Pleasing God, Making Disciples of Jesus Christ

A Spiritual Crisis

PHILEMON 4-7 – I thank my God always when I remember you in my prayers, because I hear of your love and of the faith that you have toward the Lord Jesus and for all the saints, and I pray that the sharing of your faith may become effective for the full knowledge of every good thing that is in us for the sake of Christ. For I have derived much joy and comfort from your love, my brother, because the hearts of the saints have been refreshed through you.”

 

THEME OF THE DAY:  A SPIRITUAL CRISIS.  Today’s theme is not a bad thing. In fact, it might be one of the most important works of God in our lives.  It was so for one of the greatest Christians in our lifetime – Francis Schaeffer.  Here is the true account of his spiritual crisis as written in his book True Spirituality.

 

In the winter months of late 1950 and early 1951, Schaeffer went through a profound spiritual crisis that was, in God’s providence, to shape his whole future life and ministry.  As he wrote in the preface to the first edition of True Spirituality, “I realized that in honesty I had to go back and rethink my whole position.  I had to go all the way back to my agnosticism.”

 

What brought on his spiritual crisis?  Going back many years to his time in college, and later in seminary, Francis and his wife, Edith were bothered by the lack of love shown between Christians, especially when there was any disagreement. At that time Francis and Edith wrestled with this question:  “How could people stand for God’s holiness and the purity of doctrine in the church, and in one’s personal life, and yet not have it turn out to be harsh and ugly?”

 

By 1951 Schaeffer felt he had seen so much that was harsh and ugly that he was not sure he could in honesty be a Christian any longer.  He saw so much that was negative, so much that defined Christian orthodoxy primarily in terms of what it was “against.”  He saw so much infighting within the circles of which he was a part, in his own denomination and across large segments of the evangelical community.  He saw men struggling for power and using unscrupulous methods to gain or to maintain control and positions of influence.

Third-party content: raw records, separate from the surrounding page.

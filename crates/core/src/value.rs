//! Input value model for job payloads.
//!
//! A [`Value`] is the shape a producer hands over before normalization. Unlike
//! `serde_json::Value` it can contain:
//!
//! - shared, mutable objects and arrays with reference identity (and therefore cycles)
//! - class instances whose getters compute properties on access
//! - dates and callables, which have no JSON representation of their own
//!
//! Objects and arrays are `Arc<RwLock<_>>` handles, so a payload graph can be
//! built on one thread and normalized on another.

use std::fmt;
use std::sync::{Arc, PoisonError, RwLock, RwLockReadGuard, RwLockWriteGuard};

use chrono::{DateTime, Utc};
use serde::Serialize;

use crate::error::PayloadResult;

/// Computed accessor: receives the instance it is read from.
pub type Getter = Arc<dyn Fn(&ObjectRef) -> Value + Send + Sync>;

/// An arbitrary payload value.
#[derive(Clone, Debug, Default)]
pub enum Value {
    /// Absent value. Dropped from objects, `null` in arrays.
    #[default]
    Undefined,
    Null,
    Bool(bool),
    Int(i64),
    UInt(u64),
    Float(f64),
    String(String),
    Date(DateTime<Utc>),
    Function(Function),
    Array(ArrayRef),
    Object(ObjectRef),
}

impl Value {
    /// Build a plain object from key/value pairs (insertion order is kept).
    pub fn object<I, K, V>(entries: I) -> Self
    where
        I: IntoIterator<Item = (K, V)>,
        K: Into<String>,
        V: Into<Value>,
    {
        Value::Object(ObjectRef::from_entries(entries))
    }

    /// Build an array from its elements.
    pub fn array<I, V>(items: I) -> Self
    where
        I: IntoIterator<Item = V>,
        V: Into<Value>,
    {
        Value::Array(ArrayRef::from_values(items.into_iter().map(Into::into).collect()))
    }

    /// Convert any `Serialize` type through its serde representation.
    ///
    /// Serde output is already plain, so the result never contains getters
    /// or cycles.
    pub fn from_serialize<T: Serialize + ?Sized>(value: &T) -> PayloadResult<Self> {
        Ok(serde_json::to_value(value)?.into())
    }

    pub fn is_undefined(&self) -> bool {
        matches!(self, Value::Undefined)
    }

    pub fn as_object(&self) -> Option<&ObjectRef> {
        match self {
            Value::Object(o) => Some(o),
            _ => None,
        }
    }

    pub fn as_array(&self) -> Option<&ArrayRef> {
        match self {
            Value::Array(a) => Some(a),
            _ => None,
        }
    }

    pub fn as_i64(&self) -> Option<i64> {
        match *self {
            Value::Int(i) => Some(i),
            Value::UInt(u) => i64::try_from(u).ok(),
            _ => None,
        }
    }

    pub fn as_f64(&self) -> Option<f64> {
        match *self {
            Value::Int(i) => Some(i as f64),
            Value::UInt(u) => Some(u as f64),
            Value::Float(f) => Some(f),
            _ => None,
        }
    }

    pub fn as_str(&self) -> Option<&str> {
        match self {
            Value::String(s) => Some(s),
            _ => None,
        }
    }

    /// Short name of the variant, for diagnostics.
    pub fn kind(&self) -> &'static str {
        match self {
            Value::Undefined => "undefined",
            Value::Null => "null",
            Value::Bool(_) => "bool",
            Value::Int(_) | Value::UInt(_) | Value::Float(_) => "number",
            Value::String(_) => "string",
            Value::Date(_) => "date",
            Value::Function(_) => "function",
            Value::Array(_) => "array",
            Value::Object(_) => "object",
        }
    }
}

macro_rules! impl_from_scalar {
    ($($t:ty => $variant:ident as $target:ty),* $(,)?) => {
        $(
            impl From<$t> for Value {
                fn from(value: $t) -> Self {
                    Value::$variant(<$target>::from(value))
                }
            }
        )*
    };
}

impl_from_scalar!(
    bool => Bool as bool,
    i8 => Int as i64,
    i16 => Int as i64,
    i32 => Int as i64,
    i64 => Int as i64,
    u8 => UInt as u64,
    u16 => UInt as u64,
    u32 => UInt as u64,
    u64 => UInt as u64,
    f32 => Float as f64,
    f64 => Float as f64,
    String => String as String,
    DateTime<Utc> => Date as DateTime<Utc>,
);

impl From<usize> for Value {
    fn from(value: usize) -> Self {
        Value::UInt(value as u64)
    }
}

impl From<&str> for Value {
    fn from(value: &str) -> Self {
        Value::String(value.to_string())
    }
}

impl From<ObjectRef> for Value {
    fn from(value: ObjectRef) -> Self {
        Value::Object(value)
    }
}

impl From<ArrayRef> for Value {
    fn from(value: ArrayRef) -> Self {
        Value::Array(value)
    }
}

impl From<Function> for Value {
    fn from(value: Function) -> Self {
        Value::Function(value)
    }
}

impl From<Vec<Value>> for Value {
    fn from(value: Vec<Value>) -> Self {
        Value::Array(ArrayRef::from_values(value))
    }
}

impl<T: Into<Value>> From<Option<T>> for Value {
    fn from(value: Option<T>) -> Self {
        value.map_or(Value::Null, Into::into)
    }
}

impl From<serde_json::Value> for Value {
    fn from(value: serde_json::Value) -> Self {
        match value {
            serde_json::Value::Null => Value::Null,
            serde_json::Value::Bool(b) => Value::Bool(b),
            serde_json::Value::Number(n) => {
                if let Some(i) = n.as_i64() {
                    Value::Int(i)
                } else if let Some(u) = n.as_u64() {
                    Value::UInt(u)
                } else {
                    Value::Float(n.as_f64().unwrap_or(f64::NAN))
                }
            }
            serde_json::Value::String(s) => Value::String(s),
            serde_json::Value::Array(items) => {
                Value::Array(ArrayRef::from_values(items.into_iter().map(Value::from).collect()))
            }
            serde_json::Value::Object(map) => Value::object(map),
        }
    }
}

/// Identity of a compound value (allocation address of its handle).
#[derive(Debug, Clone, Copy, PartialEq, Eq, Hash)]
pub(crate) struct NodeId(usize);

fn read<T>(lock: &RwLock<T>) -> RwLockReadGuard<'_, T> {
    lock.read().unwrap_or_else(PoisonError::into_inner)
}

fn write<T>(lock: &RwLock<T>) -> RwLockWriteGuard<'_, T> {
    lock.write().unwrap_or_else(PoisonError::into_inner)
}

/// A callable stored as a property value. Never part of normalized output.
#[derive(Clone)]
pub struct Function {
    name: String,
    call: Arc<dyn Fn(&[Value]) -> Value + Send + Sync>,
}

impl Function {
    pub fn new<F>(name: impl Into<String>, call: F) -> Self
    where
        F: Fn(&[Value]) -> Value + Send + Sync + 'static,
    {
        Self {
            name: name.into(),
            call: Arc::new(call),
        }
    }

    pub fn name(&self) -> &str {
        &self.name
    }

    pub fn call(&self, args: &[Value]) -> Value {
        (self.call)(args)
    }
}

impl fmt::Debug for Function {
    fn fmt(&self, f: &mut fmt::Formatter<'_>) -> fmt::Result {
        write!(f, "Function({})", self.name)
    }
}

/// Class definition: a name, getters in declaration order, and an optional parent.
///
/// Instances created with [`ObjectRef::instance`] expose these getters as
/// properties alongside their own data.
#[derive(Clone)]
pub struct Class(Arc<ClassDef>);

struct ClassDef {
    name: String,
    getters: Vec<(String, Getter)>,
    parent: Option<Class>,
}

impl Class {
    pub fn builder(name: impl Into<String>) -> ClassBuilder {
        ClassBuilder {
            name: name.into(),
            getters: Vec::new(),
            parent: None,
        }
    }

    pub fn name(&self) -> &str {
        &self.0.name
    }

    pub fn parent(&self) -> Option<&Class> {
        self.0.parent.as_ref()
    }

    /// All getters visible on an instance, most-derived class first.
    ///
    /// A getter redefined in a subclass hides the parent's getter of the same name.
    pub fn getters(&self) -> Vec<(String, Getter)> {
        let mut out: Vec<(String, Getter)> = Vec::new();
        let mut class = Some(self);
        while let Some(c) = class {
            for (name, getter) in &c.0.getters {
                if !out.iter().any(|(seen, _)| seen == name) {
                    out.push((name.clone(), Arc::clone(getter)));
                }
            }
            class = c.parent();
        }
        out
    }

    fn getter(&self, key: &str) -> Option<Getter> {
        let mut class = Some(self);
        while let Some(c) = class {
            if let Some((_, g)) = c.0.getters.iter().find(|(name, _)| name == key) {
                return Some(Arc::clone(g));
            }
            class = c.parent();
        }
        None
    }
}

impl fmt::Debug for Class {
    fn fmt(&self, f: &mut fmt::Formatter<'_>) -> fmt::Result {
        let names: Vec<&str> = self.0.getters.iter().map(|(n, _)| n.as_str()).collect();
        f.debug_struct("Class")
            .field("name", &self.0.name)
            .field("getters", &names)
            .field("parent", &self.parent().map(Class::name))
            .finish()
    }
}

/// Builder for [`Class`].
pub struct ClassBuilder {
    name: String,
    getters: Vec<(String, Getter)>,
    parent: Option<Class>,
}

impl ClassBuilder {
    /// Declare a getter. Redeclaring a name replaces the earlier getter in place.
    pub fn getter<F>(mut self, name: impl Into<String>, getter: F) -> Self
    where
        F: Fn(&ObjectRef) -> Value + Send + Sync + 'static,
    {
        let name = name.into();
        let getter: Getter = Arc::new(getter);
        match self.getters.iter_mut().find(|(n, _)| *n == name) {
            Some(slot) => slot.1 = getter,
            None => self.getters.push((name, getter)),
        }
        self
    }

    pub fn extends(mut self, parent: &Class) -> Self {
        self.parent = Some(parent.clone());
        self
    }

    pub fn build(self) -> Class {
        Class(Arc::new(ClassDef {
            name: self.name,
            getters: self.getters,
            parent: self.parent,
        }))
    }
}

#[derive(Default)]
struct Object {
    class: Option<Class>,
    properties: Vec<(String, Value)>,
}

/// Shared handle to an object (plain or class instance).
///
/// Cloning the handle shares the object; identity is the allocation, not the contents.
#[derive(Clone, Default)]
pub struct ObjectRef(Arc<RwLock<Object>>);

impl ObjectRef {
    /// New empty plain object.
    pub fn new() -> Self {
        Self::default()
    }

    /// New empty instance of `class`.
    pub fn instance(class: &Class) -> Self {
        Self(Arc::new(RwLock::new(Object {
            class: Some(class.clone()),
            properties: Vec::new(),
        })))
    }

    pub fn from_entries<I, K, V>(entries: I) -> Self
    where
        I: IntoIterator<Item = (K, V)>,
        K: Into<String>,
        V: Into<Value>,
    {
        let obj = Self::new();
        for (k, v) in entries {
            obj.set(k, v);
        }
        obj
    }

    /// Builder-style [`set`](Self::set).
    pub fn with(self, key: impl Into<String>, value: impl Into<Value>) -> Self {
        self.set(key, value);
        self
    }

    /// Set an own data property. Existing keys keep their position.
    pub fn set(&self, key: impl Into<String>, value: impl Into<Value>) {
        let key = key.into();
        let value = value.into();
        let mut obj = write(&self.0);
        match obj.properties.iter_mut().find(|(k, _)| *k == key) {
            Some(slot) => slot.1 = value,
            None => obj.properties.push((key, value)),
        }
    }

    /// Read a property: own data first, then the class getters.
    ///
    /// Returns [`Value::Undefined`] when neither exists. Getters run with no
    /// lock held, so they may read the instance themselves.
    pub fn get(&self, key: &str) -> Value {
        let getter = {
            let obj = read(&self.0);
            if let Some((_, v)) = obj.properties.iter().find(|(k, _)| k == key) {
                return v.clone();
            }
            obj.class.as_ref().and_then(|c| c.getter(key))
        };
        getter.map_or(Value::Undefined, |g| g(self))
    }

    pub fn remove(&self, key: &str) -> Option<Value> {
        let mut obj = write(&self.0);
        let idx = obj.properties.iter().position(|(k, _)| k == key)?;
        Some(obj.properties.remove(idx).1)
    }

    /// Own data property names in insertion order.
    pub fn keys(&self) -> Vec<String> {
        read(&self.0).properties.iter().map(|(k, _)| k.clone()).collect()
    }

    pub fn class(&self) -> Option<Class> {
        read(&self.0).class.clone()
    }

    /// Drop all own properties. Breaks reference cycles through this object.
    pub fn clear(&self) {
        write(&self.0).properties.clear();
    }

    pub fn ptr_eq(&self, other: &ObjectRef) -> bool {
        Arc::ptr_eq(&self.0, &other.0)
    }

    /// Own data properties and class, cloned out so no lock is held afterwards.
    pub(crate) fn snapshot(&self) -> (Vec<(String, Value)>, Option<Class>) {
        let obj = read(&self.0);
        (obj.properties.clone(), obj.class.clone())
    }

    pub(crate) fn node_id(&self) -> NodeId {
        NodeId(Arc::as_ptr(&self.0) as *const () as usize)
    }
}

impl fmt::Debug for ObjectRef {
    // Keys only: the contents may be cyclic.
    fn fmt(&self, f: &mut fmt::Formatter<'_>) -> fmt::Result {
        let obj = read(&self.0);
        let keys: Vec<&str> = obj.properties.iter().map(|(k, _)| k.as_str()).collect();
        f.debug_struct("ObjectRef")
            .field("class", &obj.class.as_ref().map(Class::name))
            .field("keys", &keys)
            .finish()
    }
}

/// Shared handle to an array.
#[derive(Clone, Default)]
pub struct ArrayRef(Arc<RwLock<Vec<Value>>>);

impl ArrayRef {
    pub fn new() -> Self {
        Self::default()
    }

    pub fn from_values(values: Vec<Value>) -> Self {
        Self(Arc::new(RwLock::new(values)))
    }

    pub fn push(&self, value: impl Into<Value>) {
        write(&self.0).push(value.into());
    }

    /// Replace the element at `index`, padding with `Undefined` if needed.
    pub fn set(&self, index: usize, value: impl Into<Value>) {
        let mut items = write(&self.0);
        if index >= items.len() {
            items.resize(index + 1, Value::Undefined);
        }
        items[index] = value.into();
    }

    pub fn get(&self, index: usize) -> Option<Value> {
        read(&self.0).get(index).cloned()
    }

    pub fn len(&self) -> usize {
        read(&self.0).len()
    }

    pub fn is_empty(&self) -> bool {
        read(&self.0).is_empty()
    }

    /// Drop all elements. Breaks reference cycles through this array.
    pub fn clear(&self) {
        write(&self.0).clear();
    }

    pub fn ptr_eq(&self, other: &ArrayRef) -> bool {
        Arc::ptr_eq(&self.0, &other.0)
    }

    pub(crate) fn snapshot(&self) -> Vec<Value> {
        read(&self.0).clone()
    }

    pub(crate) fn node_id(&self) -> NodeId {
        NodeId(Arc::as_ptr(&self.0) as *const () as usize)
    }
}

impl fmt::Debug for ArrayRef {
    fn fmt(&self, f: &mut fmt::Formatter<'_>) -> fmt::Result {
        write!(f, "ArrayRef(len={})", self.len())
    }
}
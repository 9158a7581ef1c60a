//! Property paths relative to the normalization root.

use std::fmt;

/// Dotted property path, e.g. `child.parent` or `orders[0].customer`.
///
/// The root path is empty. Object keys are joined with `.`; array elements
/// use `[index]` notation.
#[derive(Debug, Clone, Default, PartialEq, Eq, Hash)]
pub struct PropertyPath(String);

impl PropertyPath {
    pub fn root() -> Self {
        Self(String::new())
    }

    pub fn is_root(&self) -> bool {
        self.0.is_empty()
    }

    /// Path of the property `key` below this one.
    pub fn key(&self, key: &str) -> Self {
        if self.is_root() {
            Self(key.to_string())
        } else {
            Self(format!("{}.{}", self.0, key))
        }
    }

    /// Path of the array element at `index` below this one.
    pub fn index(&self, index: usize) -> Self {
        Self(format!("{}[{}]", self.0, index))
    }

    pub fn as_str(&self) -> &str {
        &self.0
    }
}

impl fmt::Display for PropertyPath {
    fn fmt(&self, f: &mut fmt::Formatter<'_>) -> fmt::Result {
        f.write_str(&self.0)
    }
}

impl AsRef<str> for PropertyPath {
    fn as_ref(&self) -> &str {
        &self.0
    }
}

#[cfg(test)]
mod tests {
    use super::*;

    #[test]
    fn root_is_empty() {
        let root = PropertyPath::root();
        assert!(root.is_root());
        assert_eq!(root.as_str(), "");
    }

    #[test]
    fn keys_join_with_dots() {
        let path = PropertyPath::root().key("child").key("parent");
        assert_eq!(path.to_string(), "child.parent");
    }

    #[test]
    fn indices_use_brackets() {
        let path = PropertyPath::root().key("orders").index(0).key("customer");
        assert_eq!(path.as_str(), "orders[0].customer");

        let root_element = PropertyPath::root().index(2).key("name");
        assert_eq!(root_element.as_str(), "[2].name");
    }
}
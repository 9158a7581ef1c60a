//! Job error model.

use thiserror::Error;

use plainjob_core::PayloadError;

use crate::job::JobState;

/// Result type used by job construction and state changes.
pub type JobResult<T> = Result<T, JobError>;

#[derive(Debug, Error)]
pub enum JobError {
    /// Every job must name the queue it belongs to.
    #[error("queue name must not be empty")]
    EmptyQueueName,

    /// A job identifier failed to parse.
    #[error("invalid job id: {0}")]
    InvalidId(String),

    /// The job's state does not allow the requested change.
    #[error("cannot move job from {from} to {to}")]
    InvalidTransition { from: JobState, to: JobState },

    #[error("progress must be between 0 and 100, got {0}")]
    InvalidProgress(u8),

    #[error(transparent)]
    Payload(#[from] PayloadError),
}

impl JobError {
    pub fn invalid_transition(from: JobState, to: JobState) -> Self {
        Self::InvalidTransition { from, to }
    }
}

He wondered what they were “for”, and what affirmations there were to set alongside the negations.  Where was the passion for evangelism that fills the pages of the New Testament?  Where was the devotional literature expressing love for the Lord?  Where were the hymns that would demonstrate that the imagination and the heart were being touched by God’s truth along with the mind?  Where was love for fellow believers and for one’s unbelieving neighbors that would show to the world that the Father sent the Son for our salvation?  Where was the spiritual reality that fills the pages of the book of Acts and of the New Testament Epistles?

 

He was not only dissatisfied with the circles of which they were a part.  He said “Edith, I feel really torn to pieces by the lack of reality, the lack of seeing the results the Bible talks about, which should be seen in the Lord’s people.  I’m not talking only about people I’m working with, but I’m not satisfied with myself.  It seems that the only honest thing to do is to rethink, reexamine the whole matter of Christianity.  Is it true?  I need to go back to my agnosticism and start at the beginning.”

 

Schaeffer came out of the crisis with a renewed spirit and conviction of the truth of Christ and scripture.  His spiritual crisis changed his life.  Maybe we need a spiritual crisis too.  Every time we read our Bibles and the description of what believers are to be, what they are to do, how they are to speak, what they are to invest their time, money, and selves in, and the devotion they are to give to prayer, scripture, sharing the Gospel, and serving God’s people should be met with self-examination saying, “Is it I, Lord?” And if we find ourselves falling short of Biblical Christianity, the next step should be repentance and pleas for revival of true Biblical Christianity.  

 

PRAYER: “Father, give me no rest until I see the reality of New Testament Christianity in my life.”

 

QUOTE: “The Bible is to be read, meditated upon, and lived. It is a book for living not for sitting in our heads.”